### Exercise description
Scan the records below for the line with "use serde_json::Value;" and the line with "returned no usable". Repeat those two lines and every line between them exactly, and nothing else.

### Material provided

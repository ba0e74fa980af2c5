//! Company Catalog: the embedded demo dataset plus LLM-generated candidates.

use anyhow::{Context, Result};
use serde_json::Value;
use tracing::{info, warn};

use crate::errors::AppError;
use crate::llm_client::prompts::system_prompt;
use crate::llm_client::LlmClient;
use crate::matching::prompts::{search_companies_tool, SEARCH_PROMPT_TEMPLATE, SEARCH_ROLE};
use crate::models::company::{Company, RequirementProfile};
use crate::models::Source;
use crate::normalize::{array_field, get_any, int_field, payload_value, string_field, string_list};

const EMBEDDED_COMPANIES: &str = include_str!("../../data/companies.json");

/// How many companies to ask the LLM for.
pub const SEARCH_COUNT: usize = 10;

/// Static demo companies, loaded once at startup.
#[derive(Debug, Clone)]
pub struct CompanyCatalog {
    companies: Vec<Company>,
}

impl CompanyCatalog {
    pub fn load_embedded() -> Result<Self> {
        let companies: Vec<Company> = serde_json::from_str(EMBEDDED_COMPANIES)
            .context("Embedded company catalog is not valid JSON")?;
        Ok(Self { companies })
    }

    pub fn all(&self) -> &[Company] {
        &self.companies
    }

    pub fn get(&self, id: &str) -> Option<&Company> {
        self.companies.iter().find(|c| c.id == id)
    }
}

/// Candidate companies for a profile: LLM-generated when possible, the catalog otherwise.
pub async fn find_candidates(
    profile: &RequirementProfile,
    llm: &LlmClient,
    catalog: &CompanyCatalog,
) -> (Vec<Company>, Source) {
    match search_companies(profile, llm).await {
        Ok(companies) if !companies.is_empty() => {
            info!("LLM generated {} candidate companies", companies.len());
            (companies, Source::Llm)
        }
        Ok(_) => {
            warn!("LLM company search returned no usable companies, using catalog");
            (catalog.all().to_vec(), Source::Heuristic)
        }
        Err(e) => {
            warn!("LLM company search failed, using catalog: {e}");
            (catalog.all().to_vec(), Source::Heuristic)
        }
    }
}

async fn search_companies(
    profile: &RequirementProfile,
    llm: &LlmClient,
) -> Result<Vec<Company>, AppError> {
    let profile_json = serde_json::to_string_pretty(profile)
        .map_err(|e| AppError::Internal(anyhow::anyhow!("Failed to serialize profile: {e}")))?;
    let prompt = SEARCH_PROMPT_TEMPLATE
        .replace("{profile_json}", &profile_json)
        .replace("{count}", &SEARCH_COUNT.to_string());

    let completion = llm
        .call_tool(&system_prompt(SEARCH_ROLE), &prompt, &search_companies_tool())
        .await?;
    let value = payload_value(&completion.payload)
        .map_err(|e| AppError::Llm(format!("Company search failed: {e}")))?;

    let items = array_field(&value, &["companies", "results", "data"])
        .ok_or_else(|| AppError::Llm("Company search returned no company list".to_string()))?;

    Ok(items
        .iter()
        .filter_map(company_from_value)
        .enumerate()
        .map(|(i, mut company)| {
            company.id = format!("ai_{}", i + 1);
            company
        })
        .collect())
}

/// Builds a company from a loosely-typed LLM record. Records without a name are dropped.
pub fn company_from_value(value: &Value) -> Option<Company> {
    let name = string_field(get_any(value, &["name", "company", "company_name"]));
    if name.is_empty() {
        return None;
    }

    let track = string_field(get_any(value, &["track", "sector"]));
    let mut industry = string_list(get_any(value, &["industry", "industries"]));
    if industry.is_empty() && !track.is_empty() {
        industry.push(track.clone());
    }

    Some(Company {
        id: String::new(),
        name,
        city: string_field(value.get("city")),
        province: string_field(value.get("province")),
        industry,
        track,
        register_year: int_field(get_any(value, &["register_year", "founded_year"]))
            .and_then(|y| i32::try_from(y).ok())
            .unwrap_or_default(),
        last_round: string_field(get_any(value, &["last_round", "round"])),
        last_round_date: string_field(get_any(value, &["last_round_date", "round_date"])),
        last_round_amount: string_field(get_any(value, &["last_round_amount", "amount"])),
        investors: string_list(value.get("investors")),
        headline: string_field(value.get("headline")),
        business_summary: string_field(get_any(value, &["business_summary", "summary"])),
        news_snippet: string_field(value.get("news_snippet")),
        growth_stage: string_field(value.get("growth_stage")),
        tags: string_list(value.get("tags")),
        raw_news_text: None,
    })
}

### Answer box
use serde_json::Value;
use tracing::{info, warn};

use crate::errors::AppError;
use crate::llm_client::prompts::system_prompt;
use crate::llm_client::LlmClient;
use crate::matching::prompts::{search_companies_tool, SEARCH_PROMPT_TEMPLATE, SEARCH_ROLE};
use crate::models::company::{Company, RequirementProfile};
use crate::models::Source;
use crate::normalize::{array_field, get_any, int_field, payload_value, string_field, string_list};

const EMBEDDED_COMPANIES: &str = include_str!("../../data/companies.json");

/// How many companies to ask the LLM for.
pub const SEARCH_COUNT: usize = 10;

/// Static demo companies, loaded once at startup.
#[derive(Debug, Clone)]
pub struct CompanyCatalog {
    companies: Vec<Company>,
}

impl CompanyCatalog {
    pub fn load_embedded() -> Result<Self> {
        let companies: Vec<Company> = serde_json::from_str(EMBEDDED_COMPANIES)
            .context("Embedded company catalog is not valid JSON")?;
        Ok(Self { companies })
    }

    pub fn all(&self) -> &[Company] {
        &self.companies
    }

    pub fn get(&self, id: &str) -> Option<&Company> {
        self.companies.iter().find(|c| c.id == id)
    }
}

/// Candidate companies for a profile: LLM-generated when possible, the catalog otherwise.
pub async fn find_candidates(
    profile: &RequirementProfile,
    llm: &LlmClient,
    catalog: &CompanyCatalog,
) -> (Vec<Company>, Source) {
    match search_companies(profile, llm).await {
        Ok(companies) if !companies.is_empty() => {
            info!("LLM generated {} candidate companies", companies.len());
            (companies, Source::Llm)
        }
        Ok(_) => {
            warn!("LLM company search returned no usable companies, using catalog");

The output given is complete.